Cultural, Cognitive, Experiential, and Attitudinal Influences on Computational Thinking Development
Description
Two STEM+C Projects (Evaluation of a Model Spatial Thinking Curriculum for Building Computational Skills in Elementary Grades K-5 (Spatial STEM+C) and Assessing Computational Thinking in Maker Activities (ACTMA)) will give short presentations of their work (see descriptions below), discuss similarities and challenges between the two projects and take questions from the audience.Attempting to Level the STEM Playing Field with Spatial Thinking Training in Elementary School
Presented by Steven Moore from Evaluation of a Model Spatial Thinking Curriculum for Building Computational Skills in Elementary Grades K-5 (Spatial STEM+C)
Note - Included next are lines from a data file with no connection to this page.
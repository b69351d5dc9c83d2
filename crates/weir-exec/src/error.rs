//! Errors of the execution world.

use thiserror::Error;

/// Contract violations raised by execution entities.
///
/// These are programming errors on the caller's side, never per-task
/// computation failures (those are carried as `FinishedFailure` progress
/// state, which is data, not an error).
#[derive(Debug, Error)]
pub enum ExecError {
  /// The connection kind does not support externally injected values.
  #[error("connection '{connection_id}' does not support forced values")]
  ForceValueUnsupported { connection_id: String },

  /// Only finished tasks may be cleaned.
  #[error("attempted to clean unfinished child task '{task}'")]
  CleanedUnfinishedChild { task: String },
}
Spatial thinking skills are highly predictive of success in entering STEM fields such as computer science, engineering, biomedicine, environmental science, and geoscience. Spatial thinking training interventions in middle school, high school, and college have been shown to be effective in helping students develop stronger abilities and succeed in gatekeeping STEM subjects. Such training may improve students' STEM success by strengthening their computational thinking and mathematics skills. Since 2015, the NSF-funded Spatial STEM+C project has been exploring strategies for bringing such interventions to students earlier in their educational careers. In a comparison-group study, the project implemented spatial thinking activities with K-5 students at a local elementary school in concert with spatial thinking, computational thinking, and mathematical assessments. The goal was to identify how computational thinking and mathematical performance were influenced by the spatial thinking interventions. In this presentation, I will present preliminary results regarding the spatial thinking abilities of our study population; how such abilities varied by gender, grade level, participation in out-of-school activities, and other factors; and whether the spatial thinking interventions influenced students' computational thinking abilities and mathematical performance.
Computational Thinking, Making, and Cultural Responsiveness
Presented by Roxana Hadad from Assessing Computational Thinking in Maker Activities (ACTMA)
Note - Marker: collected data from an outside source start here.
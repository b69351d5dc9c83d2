//! Executable counterpart of a graph edge.

use std::sync::{Arc, Weak};

use parking_lot::Mutex;
use serde_json::Value;
use tracing::{debug, error, info};
use weir_workflow::ConnectionKind;

use crate::error::ExecError;
use crate::progress::{ComputationProgress, ComputationState, ProgressListener};
use crate::task::{Delivery, Task, TaskId, TaskRef};

/// Observes a producer task's progress and, on success, pushes the published
/// value into the consumer.
///
/// A connection never owns its endpoints: it holds weak references and only
/// observes the producer and mutates the consumer through its input-receive
/// contract. Two kinds exist: direct pass-through, and iteration-to-reduce
/// where many producer firings collapse into one consumer, each delivery
/// tagged with the originating branch.
pub struct ConnectionExecution {
  connection_id: String,
  kind: ConnectionKind,
  from_output: String,
  to_input: String,
  from: Weak<dyn Task>,
  to: Weak<dyn Task>,
  value: Mutex<Option<Value>>,
}

impl ConnectionExecution {
  /// Create the connection and register it as a listener on the producer's
  /// progress. For a direct connection the producer also becomes a
  /// prerequisite of the consumer; the reduce kind intentionally does not
  /// gate the consumer on a single branch (the engine gates it on the whole
  /// iteration container instead).
  pub fn link(
    connection_id: impl Into<String>,
    kind: ConnectionKind,
    from: &TaskRef,
    from_output: impl Into<String>,
    to: &TaskRef,
    to_input: impl Into<String>,
  ) -> Arc<Self> {
    let connection = Arc::new(Self {
      connection_id: connection_id.into(),
      kind,
      from_output: from_output.into(),
      to_input: to_input.into(),
      from: Arc::downgrade(from),
      to: Arc::downgrade(to),
      value: Mutex::new(None),
    });

    let listener = Arc::downgrade(&connection) as Weak<dyn ProgressListener>;
    from.progress().add_listener(listener);

    if kind == ConnectionKind::Direct {
      to.add_prerequisite(from.clone());
    }

    connection
  }

  pub fn connection_id(&self) -> &str {
    &self.connection_id
  }

  pub fn kind(&self) -> ConnectionKind {
    self.kind
  }

  pub fn from_task(&self) -> Option<TaskRef> {
    self.from.upgrade()
  }

  pub fn to_task(&self) -> Option<TaskRef> {
    self.to.upgrade()
  }

  /// The last transmitted value, if any.
  pub fn last_value(&self) -> Option<Value> {
    self.value.lock().clone()
  }

  /// Inject a value bypassing the producer. Only the direct kind supports
  /// this; the reduce kind fails loudly rather than silently ignoring it.
  pub fn force_value(&self, value: Value) -> Result<(), ExecError> {
    match self.kind {
      ConnectionKind::Direct => {
        *self.value.lock() = Some(value.clone());
        if let Some(to) = self.to.upgrade() {
          to.receive_input(Delivery::Direct, &self.to_input, value);
        }
        Ok(())
      }
      ConnectionKind::IterationToReduce => Err(ExecError::ForceValueUnsupported {
        connection_id: self.connection_id.clone(),
      }),
    }
  }

  /// The identity a reduce delivery is tagged with: the producer's parent
  /// (the iteration that spawned the branch), falling back to the producer
  /// itself.
  fn branch_identity(&self, from: &TaskRef) -> Option<TaskId> {
    Some(from.parent().map(|p| p.id()).unwrap_or_else(|| from.id()))
  }
}

impl ProgressListener for ConnectionExecution {
  fn computation_state_changed(&self, progress: &ComputationProgress) {
    let state = progress.state();
    if !state.is_finished() {
      return;
    }
    let Some(to) = self.to.upgrade() else {
      return;
    };

    match state {
      ComputationState::FinishedCancel | ComputationState::FinishedFailure => {
        *self.value.lock() = None;
        match self.kind {
          ConnectionKind::Direct => {
            info!(
              connection = %self.connection_id,
              consumer = to.name(),
              producer_state = ?state,
              "producer did not finish ok; cancelling consumer"
            );
            to.cancel();
          }
          ConnectionKind::IterationToReduce => {
            let branch = self.from.upgrade().and_then(|f| self.branch_identity(&f));
            to.branch_aborted(branch, &self.to_input);
          }
        }
      }
      ComputationState::FinishedOk => {
        let Some(from) = self.from.upgrade() else {
          return;
        };
        let value = from.result(&self.from_output);
        if value.is_none() {
          // Reportable anomaly, not fatal: delivery is still attempted.
          error!(
            connection = %self.connection_id,
            producer = from.name(),
            output = %self.from_output,
            "producer finished ok but published no value for the connected output"
          );
        }
        let value = value.unwrap_or(Value::Null);
        *self.value.lock() = Some(value.clone());

        match self.kind {
          ConnectionKind::Direct => {
            debug!(
              connection = %self.connection_id,
              consumer = to.name(),
              "delivering value"
            );
            to.receive_input(Delivery::Direct, &self.to_input, value);
          }
          ConnectionKind::IterationToReduce => {
            let branch = self.branch_identity(&from);
            debug!(
              connection = %self.connection_id,
              consumer = to.name(),
              branch = ?branch,
              "delivering branch value"
            );
            to.receive_input(Delivery::Branch(branch), &self.to_input, value);
          }
        }
      }
      _ => {
        // Defensive: a finished state that is none of the three above cannot
        // currently exist.
        *self.value.lock() = None;
      }
    }
  }
}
In this presentation, we will examine an 11-day summer program for a diverse group of high school students that focused on developing physics knowledge and skills in a makerspace. Students learned about electricity, conductivity, circuits, and sensors, all while incorporating computational thinking (CT). In order to be responsive to the students’ cultural experiences, they were asked to share elements of their identity through “show and tell”, collecting data on how they spend their time, asset maps, and other hands-on physics-based activities. From an analysis of observations, interviews, notebooks, and artifacts created by the students, we will discuss how valuing student identity and building community can highlight how CT and physics affect students’ lives. This work has important implications for acknowledging the role and importance of culture, prior knowledge, and interest in the development of CT skills and the design of both formal and informal learning environments for youth underrepresented in computing and STEM.